Polls better be right in May day for Brexit II

Editorial | 20 Apr 2017

Early poll findings show British Prime Minister Theresa May's Conservative Party would win a total of 382 seats to give her a stunning majority in parliament, and a major boost for her Brexit plan.

This is the best-case scenario the new "Iron Lady" could hope for.

But the question is: will this scenario be too perfect to be realistic, although it should be mathematically a safe bet for May, since all polls before and after the election statement showed the Conservatives had been leading the Labour Party - the Tories' main competitor - by single to double-digit margins.

However, as we've all learned the hard way, opinion polls can often be wrong.

Prior to Britain's 2015 general election, pollsters predicted no party would win a parliamentary majority. But the Conservatives pulled it off.

Then, ahead of the 2016 Brexit referendum, May's predecessor, David Cameron, was optimistic that common sense would prevail and that the British would vote to remain in the European Union.

The optimism was based on polls. Instead, the referendum result stunned everybody in the "Remain" camp - ringing down the curtain on Cameron's political career.

Lastly, during the US presidential election, most polls had hailed Democratic Party candidate Hillary Clinton as the obvious voters' choice. Quite to the contrary, her Republican Party opponent Donald Trump's victory left many people in shock.

So will pollsters be wrong again with their prediction of a landslide win for May? It's difficult to tell nowadays until votes are cast on June 8, the date she picked for the snap election.

Politically speaking, the Labour Party is too weak to stage a serious challenge, as Jeremy Corbyn's left-wing leadership has caused deep cracks in the main opposition. Therefore, May is safe, so it's argued.

But like erratic opinion polls, will political common sense prevail to maintain the status quo?

May had better keep her fingers crossed, since the snap election won't be an ordinary exercise. Since her announcement, the vote has been branded as the second Brexit referendum, in fact tagged with the "Brexit II" nickname on social media.

If it's regarded as "Brexit II," May's future could be precarious, since a large number of Brits remain opposed to leaving the EU a year on.

An estimated 43 percent of Britons are still opposed, compared to 44 percent who support dissolving the union. What's the pollsters' margin of error, you might well ask?

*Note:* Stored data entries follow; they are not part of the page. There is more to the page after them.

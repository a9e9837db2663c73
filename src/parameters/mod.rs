//! Model parameter sets
//!
//! [Param] is the closed set of parameter names used by the four model topologies.
//! A [ParameterSet] is built once per call, checked against the required list of its
//! topology, and never mutated in place.

pub mod applicability;
pub mod assemble;

use std::collections::BTreeMap;
use std::fmt;
use std::str::FromStr;

use serde::{Deserialize, Serialize};

use crate::clearance::HepaticModel;
use crate::data::chemical::{ChemicalIdentity, ChemicalProperties, ChemicalQuery};
use crate::data::physiology::{PhysiologyProfile, Species};
use crate::data::store::PropertyStore;
use crate::error::Warnings;
use crate::models::ModelKind;
use crate::partition::PartitionCoefficientSet;
use crate::PbtkError;

pub use applicability::check_applicability;
pub use assemble::{
    calc_elimination_rate, calc_half_life, calc_total_clearance, calc_vdist, Assembly,
};

/// Parameter names. Rates are per kg body weight (suffix `c`: allometric, per
/// kg^0.75), volumes are L/kg, flows marked `f` are fractions of cardiac output.
#[derive(Debug, Clone, Copy, PartialEq, Eq, Hash, PartialOrd, Ord, Serialize, Deserialize)]
pub enum Param {
    BodyWeight,
    MolecularWeight,
    Pow,
    Dow74,
    LogHenry,
    /// Fraction unbound in plasma after correction and flooring
    FunboundPlasma,
    /// Fraction unbound in plasma as measured
    UnadjustedFunboundPlasma,
    FunboundPlasmaAdjustment,
    Clint,
    FuHep,
    Rblood2plasma,
    Fabsgut,
    Kgutabs,
    Vdist,
    Kelim,
    /// Hepatic plasma clearance from the liver model (L/h/kg)
    HepaticClearance,
    /// Scaled intrinsic clearance acting on unbound liver concentration (L/h/kg)
    ClintScaled,
    HepaticBioavailability,
    Qcardiacc,
    Qgfrc,
    Qalvc,
    Qgutf,
    Qliverf,
    Qkidneyf,
    Vartc,
    Vvenc,
    Vgutc,
    Vliverc,
    Vkidneyc,
    Vlungc,
    Vrestc,
    Kgut2pu,
    Kliver2pu,
    Kkidney2pu,
    Klung2pu,
    Krest2pu,
    Kblood2air,
}

impl Param {
    pub const ALL: [Param; 37] = [
        Param::BodyWeight,
        Param::MolecularWeight,
        Param::Pow,
        Param::Dow74,
        Param::LogHenry,
        Param::FunboundPlasma,
        Param::UnadjustedFunboundPlasma,
        Param::FunboundPlasmaAdjustment,
        Param::Clint,
        Param::FuHep,
        Param::Rblood2plasma,
        Param::Fabsgut,
        Param::Kgutabs,
        Param::Vdist,
        Param::Kelim,
        Param::HepaticClearance,
        Param::ClintScaled,
        Param::HepaticBioavailability,
        Param::Qcardiacc,
        Param::Qgfrc,
        Param::Qalvc,
        Param::Qgutf,
        Param::Qliverf,
        Param::Qkidneyf,
        Param::Vartc,
        Param::Vvenc,
        Param::Vgutc,
        Param::Vliverc,
        Param::Vkidneyc,
        Param::Vlungc,
        Param::Vrestc,
        Param::Kgut2pu,
        Param::Kliver2pu,
        Param::Kkidney2pu,
        Param::Klung2pu,
        Param::Krest2pu,
        Param::Kblood2air,
    ];

    pub fn name(&self) -> &'static str {
        match self {
            Param::BodyWeight => "BW",
            Param::MolecularWeight => "MW",
            Param::Pow => "Pow",
            Param::Dow74 => "Dow74",
            Param::LogHenry => "logHenry",
            Param::FunboundPlasma => "Funbound.plasma",
            Param::UnadjustedFunboundPlasma => "unadjusted.Funbound.plasma",
            Param::FunboundPlasmaAdjustment => "Funbound.plasma.adjustment",
            Param::Clint => "Clint",
            Param::FuHep => "Fhep.assay.correction",
            Param::Rblood2plasma => "Rblood2plasma",
            Param::Fabsgut => "Fabsgut",
            Param::Kgutabs => "kgutabs",
            Param::Vdist => "Vdist",
            Param::Kelim => "kelim",
            Param::HepaticClearance => "Clhep",
            Param::ClintScaled => "Clmetabolismc",
            Param::HepaticBioavailability => "hepatic.bioavailability",
            Param::Qcardiacc => "Qcardiacc",
            Param::Qgfrc => "Qgfrc",
            Param::Qalvc => "Qalvc",
            Param::Qgutf => "Qgutf",
            Param::Qliverf => "Qliverf",
            Param::Qkidneyf => "Qkidneyf",
            Param::Vartc => "Vartc",
            Param::Vvenc => "Vvenc",
            Param::Vgutc => "Vgutc",
            Param::Vliverc => "Vliverc",
            Param::Vkidneyc => "Vkidneyc",
            Param::Vlungc => "Vlungc",
            Param::Vrestc => "Vrestc",
            Param::Kgut2pu => "Kgut2pu",
            Param::Kliver2pu => "Kliver2pu",
            Param::Kkidney2pu => "Kkidney2pu",
            Param::Klung2pu => "Klung2pu",
            Param::Krest2pu => "Krest2pu",
            Param::Kblood2air => "Kblood2air",
        }
    }
}

impl fmt::Display for Param {
    fn fmt(&self, f: &mut fmt::Formatter<'_>) -> fmt::Result {
        write!(f, "{}", self.name())
    }
}

impl FromStr for Param {
    type Err = PbtkError;

    fn from_str(s: &str) -> Result<Self, Self::Err> {
        Param::ALL
            .iter()
            .find(|p| p.name().eq_ignore_ascii_case(s.trim()))
            .copied()
            .ok_or_else(|| PbtkError::domain(format!("unknown parameter '{}'", s)))
    }
}

/// Policy flags of the parameterization pipeline
#[derive(Debug, Clone, PartialEq, Serialize, Deserialize)]
#[serde(default)]
pub struct ParameterizeOptions {
    /// Use human fup and Clint when the species has no measurement
    pub default_to_human: bool,
    /// Apply the plasma lipid correction to fup
    pub adjusted_funbound_plasma: bool,
    /// Correct Clint for binding in the hepatocyte incubation
    pub adjusted_clint: bool,
    /// Only the unbound fraction is available to metabolism
    pub restrictive_clearance: bool,
    /// Use Rblood2plasma in the liver model; 1 otherwise
    pub well_stirred_correction: bool,
    pub hepatic_model: HepaticModel,
    /// Floor for fup, applied after all corrections
    pub minimum_funbound_plasma: f64,
    /// Clint with a p-value above this is treated as zero
    pub clint_pvalue_threshold: f64,
    /// Reject chemicals in a model's excluded classes
    pub class_exclude: bool,
    /// Reject chemicals outside a model's phys-chem domain
    pub physchem_exclude: bool,
    /// Cell volume fraction of the hepatocyte incubation
    pub vr: f64,
    /// Use human plasma lipid content for the fup correction
    pub force_human_fup: bool,
    /// Gut absorption rate constant (1/h)
    pub kgutabs: f64,
    /// Fraction of an oral dose absorbed into gut tissue
    pub fabsgut: f64,
}

impl Default for ParameterizeOptions {
    fn default() -> Self {
        Self {
            default_to_human: false,
            adjusted_funbound_plasma: true,
            adjusted_clint: true,
            restrictive_clearance: true,
            well_stirred_correction: true,
            hepatic_model: HepaticModel::WellStirred,
            minimum_funbound_plasma: 1e-4,
            clint_pvalue_threshold: 0.05,
            class_exclude: true,
            physchem_exclude: true,
            vr: crate::binding::DEFAULT_VR,
            force_human_fup: false,
            kgutabs: 2.18,
            fabsgut: 1.0,
        }
    }
}

impl ParameterizeOptions {
    pub fn from_json(json: &str) -> Result<Self, PbtkError> {
        Ok(serde_json::from_str(json)?)
    }

    pub fn with_default_to_human(mut self, value: bool) -> Self {
        self.default_to_human = value;
        self
    }

    pub fn with_adjusted_funbound_plasma(mut self, value: bool) -> Self {
        self.adjusted_funbound_plasma = value;
        self
    }

    pub fn with_adjusted_clint(mut self, value: bool) -> Self {
        self.adjusted_clint = value;
        self
    }

    pub fn with_restrictive_clearance(mut self, value: bool) -> Self {
        self.restrictive_clearance = value;
        self
    }

    pub fn with_well_stirred_correction(mut self, value: bool) -> Self {
        self.well_stirred_correction = value;
        self
    }

    pub fn with_hepatic_model(mut self, model: HepaticModel) -> Self {
        self.hepatic_model = model;
        self
    }

    pub fn with_minimum_funbound_plasma(mut self, value: f64) -> Self {
        self.minimum_funbound_plasma = value;
        self
    }

    pub fn with_clint_pvalue_threshold(mut self, value: f64) -> Self {
        self.clint_pvalue_threshold = value;
        self
    }

    pub fn with_class_exclude(mut self, value: bool) -> Self {
        self.class_exclude = value;
        self
    }

    pub fn with_physchem_exclude(mut self, value: bool) -> Self {
        self.physchem_exclude = value;
        self
    }

    pub fn with_force_human_fup(mut self, value: bool) -> Self {
        self.force_human_fup = value;
        self
    }
}

/// Parameters of one model topology for one chemical and species
#[derive(Debug, Clone, PartialEq, Serialize, Deserialize)]
pub struct ParameterSet {
    model: ModelKind,
    values: BTreeMap<Param, f64>,
    /// Every tissue coefficient, when the set was derived from phys-chem inputs
    partition: Option<PartitionCoefficientSet>,
    warnings: Warnings,
}

impl ParameterSet {
    /// Validate `values` against the required parameters of `model`
    pub fn new(model: ModelKind, values: BTreeMap<Param, f64>) -> Result<Self, PbtkError> {
        for required in model.model().required_parameters() {
            if !values.contains_key(required) {
                return Err(PbtkError::missing(
                    required.name(),
                    format!("required by the {} model", model),
                ));
            }
        }
        Ok(Self {
            model,
            values,
            partition: None,
            warnings: Warnings::new(),
        })
    }

    pub(crate) fn with_derivation(
        mut self,
        partition: PartitionCoefficientSet,
        warnings: Warnings,
    ) -> Self {
        self.partition = Some(partition);
        self.warnings = warnings;
        self
    }

    pub fn model(&self) -> ModelKind {
        self.model
    }

    pub fn get(&self, param: Param) -> Result<f64, PbtkError> {
        self.values.get(&param).copied().ok_or_else(|| {
            PbtkError::missing(param.name(), format!("not in the {} parameter set", self.model))
        })
    }

    pub fn try_get(&self, param: Param) -> Option<f64> {
        self.values.get(&param).copied()
    }

    pub fn values(&self) -> &BTreeMap<Param, f64> {
        &self.values
    }

    /// A copy with one value replaced
    pub fn with_value(&self, param: Param, value: f64) -> Self {
        let mut next = self.clone();
        next.values.insert(param, value);
        next
    }

    pub fn partition(&self) -> Option<&PartitionCoefficientSet> {
        self.partition.as_ref()
    }

    pub fn warnings(&self) -> &Warnings {
        &self.warnings
    }
}

/// Chemical argument of the solver entry points.
///
/// A prebuilt [ParameterSet] takes precedence over a chemical query.
#[derive(Debug, Clone, Default)]
pub struct ChemicalInput {
    pub query: Option<ChemicalQuery>,
    pub parameters: Option<ParameterSet>,
}

impl ChemicalInput {
    pub fn query(query: ChemicalQuery) -> Self {
        Self {
            query: Some(query),
            parameters: None,
        }
    }

    pub fn parameters(parameters: ParameterSet) -> Self {
        Self {
            query: None,
            parameters: Some(parameters),
        }
    }

    pub fn with_query(mut self, query: ChemicalQuery) -> Self {
        self.query = Some(query);
        self
    }

    pub fn with_parameters(mut self, parameters: ParameterSet) -> Self {
        self.parameters = Some(parameters);
        self
    }

    /// Produce the parameter set for `model`, parameterizing from the store if needed
    pub fn resolve(
        &self,
        store: &dyn PropertyStore,
        model: ModelKind,
        species: Species,
        options: &ParameterizeOptions,
    ) -> Result<ParameterSet, PbtkError> {
        if let Some(parameters) = &self.parameters {
            if parameters.model() != model {
                return Err(PbtkError::domain(format!(
                    "parameter set was built for the {} model, not {}",
                    parameters.model(),
                    model
                )));
            }
            return Ok(parameters.clone());
        }
        let query = self.query.as_ref().ok_or_else(|| {
            PbtkError::missing(
                "chemical",
                "either a chemical identifier or a parameter set is required",
            )
        })?;
        let identity = store.resolve_identity(query)?;
        parameterize(store, &identity, model, species, options)
    }
}

/// Fetch properties and physiology from `store` and parameterize `model`
pub fn parameterize(
    store: &dyn PropertyStore,
    identity: &ChemicalIdentity,
    model: ModelKind,
    species: Species,
    options: &ParameterizeOptions,
) -> Result<ParameterSet, PbtkError> {
    let physiology: PhysiologyProfile = store.get_physiology(species)?;
    let properties =
        ChemicalProperties::fetch(store, identity, species, options.default_to_human)?;
    model.model().parameterize(&properties, &physiology, options)
}

#[cfg(test)]
mod tests {
    use super::*;

    #[test]
    fn param_names_round_trip() {
        for param in Param::ALL {
            assert_eq!(param.name().parse::<Param>().unwrap(), param);
        }
    }

    #[test]
    fn options_from_partial_json_keep_defaults() {
        let options =
            ParameterizeOptions::from_json(r#"{"restrictive_clearance": false}"#).unwrap();
        assert!(!options.restrictive_clearance);
        assert_eq!(options.minimum_funbound_plasma, 1e-4);
        assert!(options.class_exclude);
    }

    #[test]
    fn options_reject_malformed_json() {
        assert!(matches!(
            ParameterizeOptions::from_json("{restrictive"),
            Err(PbtkError::Config(_))
        ));
    }

    #[test]
    fn incomplete_parameter_set_is_rejected() {
        let mut values = BTreeMap::new();
        values.insert(Param::BodyWeight, 70.0);
        assert!(matches!(
            ParameterSet::new(ModelKind::OneCompartment, values),
            Err(PbtkError::MissingParameter { .. })
        ));
    }
}
//! Time-course simulation of the dynamic models
//!
//! A [ParameterSet] is turned into its model's [CompartmentSystem](crate::models::CompartmentSystem),
//! doses are converted to µmol at the boundary, and the system is integrated with
//! diffsol's BDF solver between dosing events. Outputs are converted back to the
//! units requested in [SimulationOptions].

pub mod dosing;
pub(crate) mod ode;
pub mod result;

use std::collections::BTreeMap;

use log::{debug, info};
use ndarray::Array2;
use serde::{Deserialize, Serialize};

use crate::data::physiology::Species;
use crate::data::store::PropertyStore;
use crate::data::units::{
    amount_from_umol, amount_to_umol, concentration_from_um, concentration_to_um, dose_to_umol,
    AmountUnit, ConcentrationUnit,
};
use crate::models::{ModelKind, OutputKind};
use crate::parameters::{ChemicalInput, Param, ParameterSet, ParameterizeOptions};
use crate::PbtkError;

pub use dosing::{scheduled_exposure, Dose, DosingRequest, DosingSchedule, Route};
pub use result::{SimulationResult, TkStats};

use dosing::forcing_at;
use ode::{Bolus, Tolerances};

/// Controls for a simulation
#[derive(Debug, Clone, PartialEq, Serialize, Deserialize)]
#[serde(default)]
pub struct SimulationOptions {
    /// Simulated horizon (days)
    pub days: f64,
    /// Output points per hour
    pub tsteps: u32,
    /// Explicit output times (h), replacing the regular grid
    pub times: Option<Vec<f64>>,
    pub rtol: f64,
    pub atol: f64,
    /// Initial amounts by state name, in `amount_unit`; other states start empty
    pub initial_values: BTreeMap<String, f64>,
    pub amount_unit: AmountUnit,
    pub concentration_unit: ConcentrationUnit,
    pub air_concentration_unit: ConcentrationUnit,
}

impl Default for SimulationOptions {
    fn default() -> Self {
        Self {
            days: 10.0,
            tsteps: 4,
            times: None,
            rtol: 1e-8,
            atol: 1e-12,
            initial_values: BTreeMap::new(),
            amount_unit: AmountUnit::Umol,
            concentration_unit: ConcentrationUnit::Um,
            air_concentration_unit: ConcentrationUnit::Ppmv,
        }
    }
}

impl SimulationOptions {
    pub fn from_json(json: &str) -> Result<Self, PbtkError> {
        Ok(serde_json::from_str(json)?)
    }

    pub fn with_days(mut self, days: f64) -> Self {
        self.days = days;
        self
    }

    pub fn with_tsteps(mut self, tsteps: u32) -> Self {
        self.tsteps = tsteps;
        self
    }

    pub fn with_times(mut self, times: Vec<f64>) -> Self {
        self.times = Some(times);
        self
    }

    pub fn with_initial_value(mut self, state: impl Into<String>, amount: f64) -> Self {
        self.initial_values.insert(state.into(), amount);
        self
    }

    pub fn with_concentration_unit(mut self, unit: ConcentrationUnit) -> Self {
        self.concentration_unit = unit;
        self
    }

    pub fn with_amount_unit(mut self, unit: AmountUnit) -> Self {
        self.amount_unit = unit;
        self
    }

    /// Output times in hours
    pub(crate) fn output_times(&self) -> Result<Vec<f64>, PbtkError> {
        if self.rtol.is_nan() || self.rtol <= 0.0 || self.atol.is_nan() || self.atol <= 0.0 {
            return Err(PbtkError::domain(format!(
                "solver tolerances must be positive (rtol {}, atol {})",
                self.rtol, self.atol
            )));
        }
        if let Some(times) = &self.times {
            if times.is_empty() || times.iter().any(|t| !t.is_finite() || *t < 0.0) {
                return Err(PbtkError::domain(
                    "output times must be a non-empty list of non-negative hours",
                ));
            }
            let mut times = times.clone();
            times.sort_by(|a, b| a.total_cmp(b));
            times.dedup();
            if times[0] > 0.0 {
                times.insert(0, 0.0);
            }
            return Ok(times);
        }
        if self.days.is_nan() || self.days <= 0.0 || self.tsteps == 0 {
            return Err(PbtkError::domain(format!(
                "simulation needs a positive horizon and at least one output per hour \
                 (days {}, tsteps {})",
                self.days, self.tsteps
            )));
        }
        let steps = (self.days * 24.0 * self.tsteps as f64).round() as usize;
        Ok((0..=steps)
            .map(|i| i as f64 / self.tsteps as f64)
            .collect())
    }
}

/// Simulate `params` under `dosing`
pub fn simulate(
    params: &ParameterSet,
    dosing: &DosingSchedule,
    options: &SimulationOptions,
) -> Result<SimulationResult, PbtkError> {
    let model = params.model();
    if options.concentration_unit == ConcentrationUnit::Ppmv {
        return Err(PbtkError::domain(
            "ppmv is an air concentration; body concentrations are reported in uM or mg/L",
        ));
    }
    let system = model.model().system(params)?;
    let mw = params.get(Param::MolecularWeight)?;
    let bw = params.get(Param::BodyWeight)?;
    let times = options.output_times()?;
    let end = times[times.len() - 1];

    let states = system.states();
    let mut initial = vec![0.0; states.len()];
    for (name, amount) in &options.initial_values {
        let index = system.state_index(name).ok_or_else(|| {
            PbtkError::domain(format!("the {} model has no state '{}'", model, name))
        })?;
        initial[index] = amount_to_umol(*amount, options.amount_unit, mw)?;
    }

    let mut boluses = Vec::new();
    let mut forcing = Vec::new();
    match dosing {
        DosingSchedule::Bolus { route, unit, .. } | DosingSchedule::Daily { route, unit, .. } => {
            let administrations = dosing.administrations(end)?;
            if !administrations.is_empty() {
                let state = system.dose_state(*route)?;
                let fraction = system.dose_fraction(*route);
                for dose in administrations {
                    boluses.push(Bolus {
                        time: dose.time,
                        state,
                        amount: dose_to_umol(dose.amount, *unit, mw, bw)? * fraction,
                    });
                }
            }
        }
        DosingSchedule::Forcing { series, unit } => {
            if !system.accepts_forcing() {
                return Err(PbtkError::domain(format!(
                    "the {} model has no inhalation exposure",
                    model
                )));
            }
            for (time, value) in series {
                forcing.push((*time, concentration_to_um(*value, *unit, mw)?));
            }
            forcing.sort_by(|a: &(f64, f64), b| a.0.total_cmp(&b.0));
        }
    }

    info!(
        "Simulating {} model over {} h with {} doses and {} forcing points",
        model,
        end,
        boluses.len(),
        forcing.len()
    );
    let trajectory = ode::integrate(
        system.as_ref(),
        &initial,
        &boluses,
        &forcing,
        &times,
        Tolerances {
            rtol: options.rtol,
            atol: options.atol,
        },
    )?;

    let outputs = system.outputs();
    let mut data = Array2::zeros((times.len(), outputs.len() + 1));
    let mut y = vec![0.0; outputs.len()];
    for (row, (t, x)) in times.iter().zip(&trajectory).enumerate() {
        system.observe(x, forcing_at(&forcing, *t), &mut y);
        data[[row, 0]] = *t;
        for (col, (output, value)) in outputs.iter().zip(&y).enumerate() {
            data[[row, col + 1]] = match output.kind {
                OutputKind::Amount => amount_from_umol(*value, options.amount_unit, mw)?,
                OutputKind::Concentration | OutputKind::Auc => {
                    concentration_from_um(*value, options.concentration_unit, mw)?
                }
                OutputKind::AirConcentration => {
                    concentration_from_um(*value, options.air_concentration_unit, mw)?
                }
            };
        }
    }
    debug!("Simulation of {} produced {} rows", model, times.len());

    let mut columns = vec!["time".to_string()];
    let mut kinds = vec![None];
    let mut units = vec!["h".to_string()];
    for output in outputs {
        columns.push(output.name.to_string());
        kinds.push(Some(output.kind));
        units.push(match output.kind {
            OutputKind::Amount => options.amount_unit.to_string(),
            OutputKind::Concentration => options.concentration_unit.to_string(),
            OutputKind::AirConcentration => options.air_concentration_unit.to_string(),
            OutputKind::Auc => format!("{}*h", options.concentration_unit),
        });
    }

    Ok(SimulationResult::new(
        model,
        columns,
        kinds,
        units,
        data,
        system.plasma_output(),
        params.warnings().clone(),
    ))
}

/// Resolve the chemical (or take its ready parameter set) and simulate it
pub fn solve_model(
    store: &dyn PropertyStore,
    input: &ChemicalInput,
    model: ModelKind,
    species: Species,
    dosing: &DosingRequest,
    options: &SimulationOptions,
    parameterize_options: &ParameterizeOptions,
) -> Result<SimulationResult, PbtkError> {
    let schedule = dosing.resolve()?;
    let params = input.resolve(store, model, species, parameterize_options)?;
    simulate(&params, &schedule, options)
}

The prime minister may have foreseen this, and thus selected a date that falls right in the middle of the school examination period.

It's a Thursday, and most young people aged 18 to their early 20s - the age group most opposed to the Brexit idea - will be busy dealing with their A-Level and university exams when the votes are cast.

This may be ironic but is born out of political necessity.

While the Conservatives required a large turnout of young folks to vote for "Remain" in 2016, it would be in the Tories' interest to keep them away from the polling stations this time.